My question would be....what are your plans for them for the future? Do you have all the legal and financial paperwork in place for them? How do they get other tasks done around their home? I know my dfil would feel very uncomfortable showering my dmil. It has actually worked out better having the aid do this as the aide is the "bad guy" doing all this stuff that she HATES !Oh and we have had to forget about washing my dmil's hair....she would never tolerate it. If you get even a little bit of the ends of her hair wet while sponge bathing her she goes on and on about how her hair is "soaking wet!!". I can't imagine what she would say if we actually soaked it and washed her hair!!
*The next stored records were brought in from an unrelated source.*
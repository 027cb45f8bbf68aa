use clap::Parser;

mod cli;
pub mod exit_codes;

use cli::args::Cli;
use cli::commands::dispatch;

#[tokio::main(flavor = "current_thread")]
async fn main() {
    if std::env::var("RUST_LOG").is_err() {
        std::env::set_var("RUST_LOG", "info");
    }
    env_logger::init();
    let cli = Cli::parse();
    let code = match dispatch(cli).await {
        Ok(code) => code,
        Err(e) => {
            eprintln!("fatal: {e:?}");
            exit_codes::CONFIG_ERROR
        }
    };
    std::process::exit(code);
}
//! Query value type and its wire encoding.

use std::collections::BTreeMap;
use std::fmt;

use serde::Deserialize;
use serde_json::{Map, Value};

/// Caller-assigned correlation token, echoed back by the service in results.
#[derive(Debug, Clone, PartialEq, Eq, Hash, Deserialize)]
#[serde(untagged)]
pub enum LinkId {
    Int(i64),
    Text(String),
}

impl LinkId {
    /// `0` and `""` are never sent.
    pub fn is_empty(&self) -> bool {
        match self {
            Self::Int(id) => *id == 0,
            Self::Text(id) => id.is_empty(),
        }
    }

    fn to_value(&self) -> Value {
        match self {
            Self::Int(id) => Value::from(*id),
            Self::Text(id) => Value::from(id.as_str()),
        }
    }
}

impl fmt::Display for LinkId {
    fn fmt(&self, f: &mut fmt::Formatter<'_>) -> fmt::Result {
        match self {
            Self::Int(id) => write!(f, "{}", id),
            Self::Text(id) => f.write_str(id),
        }
    }
}

impl From<i64> for LinkId {
    fn from(id: i64) -> Self {
        Self::Int(id)
    }
}

impl From<i32> for LinkId {
    fn from(id: i32) -> Self {
        Self::Int(id.into())
    }
}

impl From<String> for LinkId {
    fn from(id: String) -> Self {
        Self::Text(id)
    }
}

impl From<&str> for LinkId {
    fn from(id: &str) -> Self {
        Self::Text(id.to_string())
    }
}

/// A request to evaluate one prompt.
///
/// Built once by the caller and consumed when the query set is encoded.
/// Optional fields that are absent or empty are left out of the payload.
#[derive(Debug, Clone, PartialEq, Eq, Deserialize)]
#[serde(deny_unknown_fields)]
pub struct Query {
    /// Prompt ID on the service.
    #[serde(rename = "promptId", alias = "prompt_id")]
    prompt_id: u64,

    /// Values for the prompt parameters.
    #[serde(default)]
    args: Option<BTreeMap<String, String>>,

    /// Correlation token echoed back in the matching result.
    #[serde(default, rename = "linkId", alias = "link_id")]
    link_id: Option<LinkId>,

    /// Per-query override of the upstream model credential.
    #[serde(default, rename = "modelApiKey", alias = "model_api_key")]
    model_api_key: Option<String>,
}

impl Query {
    pub fn new(prompt_id: u64) -> Self {
        Self {
            prompt_id,
            args: None,
            link_id: None,
            model_api_key: None,
        }
    }

    /// Replace all prompt arguments.
    pub fn with_args<I, K, V>(mut self, args: I) -> Self
    where
        I: IntoIterator<Item = (K, V)>,
        K: Into<String>,
        V: Into<String>,
    {
        self.args = Some(
            args.into_iter()
                .map(|(k, v)| (k.into(), v.into()))
                .collect(),
        );
        self
    }

    /// Add a single prompt argument.
    pub fn with_arg(mut self, name: impl Into<String>, value: impl Into<String>) -> Self {
        self.args
            .get_or_insert_with(BTreeMap::new)
            .insert(name.into(), value.into());
        self
    }

    pub fn with_link_id(mut self, link_id: impl Into<LinkId>) -> Self {
        self.link_id = Some(link_id.into());
        self
    }

    pub fn with_model_api_key(mut self, key: impl Into<String>) -> Self {
        self.model_api_key = Some(key.into());
        self
    }

    pub fn prompt_id(&self) -> u64 {
        self.prompt_id
    }

    pub fn args(&self) -> Option<&BTreeMap<String, String>> {
        self.args.as_ref()
    }

    pub fn link_id(&self) -> Option<&LinkId> {
        self.link_id.as_ref()
    }

    pub fn model_api_key(&self) -> Option<&str> {
        self.model_api_key.as_deref()
    }

    /// Wire encoding of this query.
    ///
    /// `promptId` is always present. `args`, `linkId` and `modelApiKey` are
    /// present only when set and non-empty.
    pub fn as_payload(&self) -> Map<String, Value> {
        let mut payload = Map::new();
        payload.insert("promptId".to_string(), Value::from(self.prompt_id));

        if let Some(args) = self.args.as_ref().filter(|a| !a.is_empty()) {
            let args = args
                .iter()
                .map(|(k, v)| (k.clone(), Value::from(v.as_str())))
                .collect();
            payload.insert("args".to_string(), Value::Object(args));
        }

        if let Some(link_id) = self.link_id.as_ref().filter(|l| !l.is_empty()) {
            payload.insert("linkId".to_string(), link_id.to_value());
        }

        if let Some(key) = self.model_api_key.as_deref().filter(|k| !k.is_empty()) {
            payload.insert("modelApiKey".to_string(), Value::from(key));
        }

        payload
    }
}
I know you will get some very good advice here.
Many many a caregiver has struggled with this issue. I think something that we caregivers have forgotten is that its just recently (last 40 yrs or so) that we've all started to shower on a daily basis, sometimes two times a day. So back in the day where our LO were younger it just wasn't heard of to bath / shower daily. So its foreign to them. Yes some bathed daily but it depended upon what you did for a living, etc.
Fast forward to today and its just 'normal' to think of it as a daily thing to do. However, many of our LO's don't need a bath daily, but certainly several times a week simply. As for hair that doesn't have to be done daily, its just what we are used to doing.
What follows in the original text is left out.